The 10 Commandments of IT Security
IT Security Commandment #5: Thou Shalt Manage Access Securely
It is late in the evening, and you are snoozing on the couch. Your phone rings unexpectedly and wakes you. You pick it up, “Hello?” and an unrecognizable voice says, “Help me! I am at your front door, can you let me in your door right now?” What would be your response? Most likely it would be, “Who is this!?” And, hopefully the person identifies themselves as someone you know as you run toward the door to look through the peephole. You are intrinsically performing identity authentication. You are making sure you know who it is, so you don’t inadvertently let someone with nefarious motives into your home. Smart move!
Multi-Factor Authentication (MFA) Adds a Security Layer
Doing the same thing as it relates to access to your organization’s network, software, data, and equipment ensures that you are complying with the 5th Commandment of IT Security which is: Thou Shalt Manage Access Securely. In other discussions of the 10 Commandments of IT Security, we have mentioned a number of ways to manage secure access—everything from passwords, to encryption, to how to manage “permissions” to certain folders/files in your network, to simple laptop locks. But this commandment focuses on authentication—specifically Multi-Factor Authentication (MFA). Our point of view is if MFA can be implemented for every service/program you log into, it should be.

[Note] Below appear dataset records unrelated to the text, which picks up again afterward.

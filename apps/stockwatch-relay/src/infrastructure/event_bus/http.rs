//! HTTP event bus adapter implementing `EventPublisherPort`.

use async_trait::async_trait;

use super::api_types::{PutEventsRequest, PutEventsRequestEntry, PutEventsResponse};
use crate::application::ports::{
    EventPublishError, EventPublisherPort, PublishEntry, PublishOutcome,
};
use crate::infrastructure::http::{HttpAdapterError, JsonHttpClient};

/// Operation target for batched event publishing.
pub const PUT_EVENTS_TARGET: &str = "AWSEvents.PutEvents";

/// Event bus reached over HTTP.
#[derive(Debug, Clone)]
pub struct HttpEventBusPublisher {
    client: JsonHttpClient,
}

impl HttpEventBusPublisher {
    /// Create a publisher for a bus endpoint.
    ///
    /// # Errors
    ///
    /// Returns an error if the HTTP client cannot be created.
    pub fn new(endpoint: impl Into<String>) -> Result<Self, HttpAdapterError> {
        Ok(Self {
            client: JsonHttpClient::new(endpoint)?,
        })
    }
}

#[async_trait]
impl EventPublisherPort for HttpEventBusPublisher {
    async fn publish_events(
        &self,
        entries: Vec<PublishEntry>,
    ) -> Result<PublishOutcome, EventPublishError> {
        let count = entries.len();
        let request = PutEventsRequest {
            entries: entries.into_iter().map(PutEventsRequestEntry::from).collect(),
        };

        let response: Option<PutEventsResponse> = self
            .client
            .call(PUT_EVENTS_TARGET, &request)
            .await
            .map_err(EventPublishError::from)?;
        let outcome = PublishOutcome::from(response.unwrap_or_default());

        tracing::debug!(
            entries = count,
            failed_entry_count = outcome.failed_entry_count,
            "PutEvents completed"
        );
        Ok(outcome)
    }
}

#[cfg(test)]
mod tests {
    use wiremock::matchers::{body_json, header, method};
    use wiremock::{Mock, MockServer, ResponseTemplate};

    use super::*;
    use crate::application::ports::{DEFAULT_EVENT_SOURCE, EntryResult};
    use crate::domain::events::{PriceDeltaEvent, PriceEvent, SymbolEvent};
    use crate::infrastructure::http::TARGET_HEADER;

    fn entries() -> Vec<PublishEntry> {
        let price = SymbolEvent::from(PriceEvent::new("AAPL", 102.5).unwrap());
        let delta = SymbolEvent::from(PriceDeltaEvent::new("AAPL", 2.5).unwrap());
        vec![
            PublishEntry::from_event(&price, DEFAULT_EVENT_SOURCE, None).unwrap(),
            PublishEntry::from_event(&delta, DEFAULT_EVENT_SOURCE, Some("prices")).unwrap(),
        ]
    }

    #[tokio::test]
    async fn publishes_entries_with_attributes() {
        let server = MockServer::start().await;
        Mock::given(method("POST"))
            .and(header(TARGET_HEADER, PUT_EVENTS_TARGET))
            .and(body_json(serde_json::json!({
                "Entries": [
                    {
                        "Source": "stockwatch",
                        "DetailType": "SymbolPriceEvent",
                        "Detail": r#"{"type":"price","symbol":"AAPL","price":102.5}"#,
                        "Attributes": {
                            "price": {"DataType": "Number", "StringValue": "102.5"},
                            "symbol": {"DataType": "String", "StringValue": "AAPL"},
                            "type": {"DataType": "String", "StringValue": "price"}
                        }
                    },
                    {
                        "Source": "stockwatch",
                        "DetailType": "SymbolPriceDeltaEvent",
                        "Detail": r#"{"type":"price_delta","symbol":"AAPL","delta":2.5}"#,
                        "EventBusName": "prices",
                        "Attributes": {
                            "price_delta": {"DataType": "Number", "StringValue": "2.5"},
                            "symbol": {"DataType": "String", "StringValue": "AAPL"},
                            "type": {"DataType": "String", "StringValue": "price_delta"}
                        }
                    }
                ]
            })))
            .respond_with(ResponseTemplate::new(200).set_body_json(serde_json::json!({
                "FailedEntryCount": 0,
                "Entries": [{"EventId": "e-1"}, {"EventId": "e-2"}]
            })))
            .expect(1)
            .mount(&server)
            .await;

        let publisher = HttpEventBusPublisher::new(server.uri()).unwrap();
        let outcome = publisher.publish_events(entries()).await.unwrap();

        assert!(outcome.is_complete());
        assert_eq!(
            outcome.entries,
            vec![
                EntryResult::Accepted {
                    event_id: "e-1".to_string()
                },
                EntryResult::Accepted {
                    event_id: "e-2".to_string()
                },
            ]
        );
    }

    #[tokio::test]
    async fn partial_rejection_is_reported_positionally() {
        let server = MockServer::start().await;
        Mock::given(method("POST"))
            .respond_with(ResponseTemplate::new(200).set_body_json(serde_json::json!({
                "FailedEntryCount": 1,
                "Entries": [
                    {"EventId": "e-1"},
                    {"ErrorCode": "InternalFailure", "ErrorMessage": "try again"}
                ]
            })))
            .mount(&server)
            .await;

        let publisher = HttpEventBusPublisher::new(server.uri()).unwrap();
        let outcome = publisher.publish_events(entries()).await.unwrap();

        assert_eq!(outcome.failed_entry_count, 1);
        assert!(!outcome.entries[0].is_rejected());
        assert_eq!(
            outcome.entries[1],
            EntryResult::Rejected {
                error_code: "InternalFailure".to_string(),
                error_message: "try again".to_string(),
            }
        );
    }

    #[tokio::test]
    async fn server_error_is_publish_failure() {
        let server = MockServer::start().await;
        Mock::given(method("POST"))
            .respond_with(ResponseTemplate::new(500).set_body_string("boom"))
            .mount(&server)
            .await;

        let publisher = HttpEventBusPublisher::new(server.uri()).unwrap();
        let err = publisher.publish_events(entries()).await.unwrap_err();

        assert!(matches!(err, EventPublishError::PublishFailed { .. }));
    }

    #[tokio::test]
    async fn malformed_response_is_connection_error() {
        let server = MockServer::start().await;
        Mock::given(method("POST"))
            .respond_with(ResponseTemplate::new(200).set_body_string("not json"))
            .mount(&server)
            .await;

        let publisher = HttpEventBusPublisher::new(server.uri()).unwrap();
        let err = publisher.publish_events(entries()).await.unwrap_err();

        assert!(matches!(err, EventPublishError::ConnectionError { .. }));
    }
}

Multi-Factor Authentication adds an incremental layer of security beyond usernames and passwords to limit access to systems and software. In simple terms, whenever a user attempts to access something, a unique code is sent to the computer or smartphone of that user. The user must then input that code in order for access to be granted. The reason this layer is valuable and works well is that it reduces the risks associated with thefts of credentials and duplicate/weak passwords used across various systems. Google security reports that putting MFA in place can prevent over 95% of bulk phishing attempts and over 75% of targeted attacks.
Putting MFA in place can prevent over 95% of bulk phishing attempts and over 75% of targeted attacks.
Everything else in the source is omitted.